According to Perceive Beating monitoring, NVIDIA officially open-sourced the 550 billion-parameter Nemotron 3 Ultra flagship language model on June 4, with 550 billion activations, optimized for long-range intelligent tasks such as complex planning, reasoning, and tool invocation.
In the third-party benchmark platform Artificial Analysis's Intelligence Index, Nemotron 3 Ultra scored 47.7 points, making it the most powerful open-source weight model in the United States, but still lagging behind multiple Chinese open-source models such as Kimi K2.6 (53.9 points), MiMo-V2.5-Pro (53.8 points), and DeepSeek V4 Pro (51.5 points) in the global open-source model arena.

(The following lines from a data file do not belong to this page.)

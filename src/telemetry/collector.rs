use std::process::{Command, Stdio};

use crate::config::CollectorConfig;
use crate::error::CollectorError;
use crate::telemetry::snapshot::{parse_snapshot, TelemetrySnapshot};

/// Anything that can produce a battery snapshot on demand.
///
/// Calls are synchronous and block the caller until the snapshot is ready.
pub trait TelemetrySource {
    fn collect(&self) -> Result<TelemetrySnapshot, CollectorError>;
}

/// Runs the power utility as a subprocess and parses its standard output.
#[derive(Debug, Clone)]
pub struct CommandCollector {
    program: String,
    args: Vec<String>,
    /// Only lines containing one of these are parsed. Empty keeps every line.
    fields: Vec<String>,
}

impl CommandCollector {
    pub fn new(program: impl Into<String>) -> Self {
        Self {
            program: program.into(),
            args: Vec::new(),
            fields: Vec::new(),
        }
    }

    pub fn from_config(config: &CollectorConfig) -> Self {
        Self {
            program: config.program.clone(),
            args: config.args.clone(),
            fields: config.fields.clone(),
        }
    }

    pub fn args<I, S>(mut self, args: I) -> Self
    where
        I: IntoIterator<Item = S>,
        S: Into<String>,
    {
        self.args = args.into_iter().map(Into::into).collect();
        self
    }

    pub fn fields<I, S>(mut self, fields: I) -> Self
    where
        I: IntoIterator<Item = S>,
        S: Into<String>,
    {
        self.fields = fields.into_iter().map(Into::into).collect();
        self
    }

    fn keep_line(&self, line: &str) -> bool {
        self.fields.is_empty() || self.fields.iter().any(|f| line.contains(f.as_str()))
    }
}

impl TelemetrySource for CommandCollector {
    fn collect(&self) -> Result<TelemetrySnapshot, CollectorError> {
        // output() drains stdout and waits on the child, so it is reaped on every path below.
        let output = Command::new(&self.program)
            .args(&self.args)
            .stdin(Stdio::null())
            .stderr(Stdio::null())
            .output()
            .map_err(|source| CollectorError::Launch {
                program: self.program.clone(),
                source,
            })?;

        if !output.status.success() {
            return Err(CollectorError::Exit {
                program: self.program.clone(),
                status: output.status,
            });
        }

        let text = String::from_utf8(output.stdout).map_err(|_| CollectorError::Decode {
            program: self.program.clone(),
        })?;

        let filtered: String = text
            .lines()
            .filter(|line| self.keep_line(line))
            .flat_map(|line| [line, "\n"])
            .collect();
        let snapshot = parse_snapshot(&filtered);

        tracing::debug!(
            program = %self.program,
            fields = snapshot.len(),
            "Collected battery telemetry"
        );

        Ok(snapshot)
    }
}

#[cfg(test)]
mod tests {
    use super::*;

    #[test]
    fn empty_filter_keeps_everything() {
        let collector = CommandCollector::new("upower");
        assert!(collector.keep_line("vendor: ACME"));
    }

    #[test]
    fn filter_matches_substrings() {
        let collector = CommandCollector::new("upower").fields(["state", "percentage"]);
        assert!(collector.keep_line("    state:               charging"));
        assert!(collector.keep_line("    percentage:          71%"));
        assert!(!collector.keep_line("    vendor:              ACME"));
    }
}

In terms of technical architecture, the model adopts the Mamba-Transformer hybrid expert architecture MoE, mitigating the memory bottleneck of quadratic growth of the KV cache under ultra-long contexts. By alternately using the Mamba-2 state-space model layer and the Transformer self-attention layer, the model supports a context window of 1 million tokens with extremely low memory overhead. The hybrid architecture achieved a maximum 5x throughput improvement and 30% reduction in inference cost for intelligent tasks.
For ecosystem support, NVIDIA simultaneously released the Agent Toolkit, including the NemoClaw orchestration blueprint and OpenShell runtime. The open-source content directly includes model weights, datasets, and training recipes. The model has been deployed on Hugging Face, NVIDIA NIM, and OpenRouter, with enterprise AI search service provider Glean announcing integration, positioning it as an alternative to commercial closed-source large models.